EXERCISE GOAL:
In the entries below, how many lines hold the word "expect"? Answer with the number only.
━━━━━━━━
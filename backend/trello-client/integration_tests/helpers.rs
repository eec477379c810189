//! Test helpers for the wiremock-backed integration tests.
//!
//! - A fake `/1/` API rooted at the mock server
//! - JSON builders for the Trello records the client decodes
//! - A connected client with a fast retry policy

use trello_client::{Board, OnValidationFailure, RetryConfig, TrelloClient, TrelloClientBuilder};

use std::time::Duration;

use serde_json::{Value, json};
use wiremock::matchers::{method, path};
use wiremock::{Mock, MockServer, ResponseTemplate};

pub const TEST_KEY: &str = "0123456789abcdef0123456789abcdef";
pub const TEST_TOKEN: &str = "fedcba9876543210fedcba9876543210fedcba9876543210fedcba9876543210";
pub const TEST_USERNAME: &str = "ada";

pub const BOARD_ID: &str = "5f1a2b3c4d5e6f7a8b9c0d1e";
pub const OTHER_BOARD_ID: &str = "5f1a2b3c4d5e6f7a8b9c0d99";

/// `<mock uri>/1/`, the mock equivalent of `https://api.trello.com/1/`.
pub fn api_base(server: &MockServer) -> String {
    format!("{}/1/", server.uri())
}

/// Retry quickly so retry tests finish in milliseconds.
pub fn fast_retry() -> RetryConfig {
    RetryConfig {
        max_retries: 2,
        initial_interval: Duration::from_millis(5),
        max_interval: Duration::from_millis(20),
        max_elapsed: Duration::from_secs(2),
    }
}

pub fn builder(server: &MockServer) -> TrelloClientBuilder {
    TrelloClientBuilder::default()
        .with_key(TEST_KEY)
        .with_token(TEST_TOKEN)
        .with_base_url(api_base(server))
        .with_retry(fast_retry())
}

pub async fn mount_member(server: &MockServer) {
    Mock::given(method("GET"))
        .and(path("/1/members/me"))
        .respond_with(ResponseTemplate::new(200).set_body_json(json!({
            "id": "5a0000000000000000000001",
            "username": TEST_USERNAME,
            "fullName": "Ada Lovelace"
        })))
        .mount(server)
        .await;
}

/// A client with write access, connected against `server`.
pub async fn connected_client(server: &MockServer) -> TrelloClient {
    mount_member(server).await;
    builder(server)
        .connect(OnValidationFailure::Error)
        .await
        .expect("connect should succeed")
        .expect("strict mode never returns None")
}

/// Serve `BOARD_ID` and load it through `client`.
pub async fn fetch_board(server: &MockServer, client: &TrelloClient) -> Board {
    Mock::given(method("GET"))
        .and(path(format!("/1/boards/{BOARD_ID}")))
        .respond_with(ResponseTemplate::new(200).set_body_json(board_json(BOARD_ID, "Roadmap")))
        .mount(server)
        .await;
    Board::from_remote(client, BOARD_ID)
        .await
        .expect("board fetch should succeed")
        .expect("board should exist")
}

pub fn board_json(id: &str, name: &str) -> Value {
    json!({
        "id": id,
        "name": name,
        "desc": "",
        "closed": false,
        "prefs": { "permissionLevel": "private" },
        "url": format!("https://trello.com/b/abcd1234/{}", name.to_lowercase()),
        "shortLink": "abcd1234"
    })
}

pub fn list_json(id: &str, name: &str, pos: f64) -> Value {
    json!({
        "id": id,
        "name": name,
        "closed": false,
        "idBoard": BOARD_ID,
        "pos": pos
    })
}

pub fn card_json(id: &str, name: &str, list_id: &str, pos: f64) -> Value {
    json!({
        "id": id,
        "name": name,
        "desc": "",
        "closed": false,
        "idList": list_id,
        "idBoard": BOARD_ID,
        "pos": pos,
        "labels": []
    })
}

pub fn label_json(id: &str, board_id: &str, name: &str, color: Option<&str>) -> Value {
    json!({
        "id": id,
        "idBoard": board_id,
        "name": name,
        "color": color
    })
}

/// Trello's body for a successful DELETE.
pub fn deleted_json() -> Value {
    json!({ "_value": null })
}

/// Serve the three deep load reads of `BOARD_ID`.
pub async fn mount_deep_load(server: &MockServer, lists: Value, cards: Value, labels: Value) {
    for (resource, body) in [("lists", lists), ("cards", cards), ("labels", labels)] {
        Mock::given(method("GET"))
            .and(path(format!("/1/boards/{BOARD_ID}/{resource}")))
            .respond_with(ResponseTemplate::new(200).set_body_json(body))
            .mount(server)
            .await;
    }
}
━━━━━━━━
OUTPUT FOR THIS TASK:
4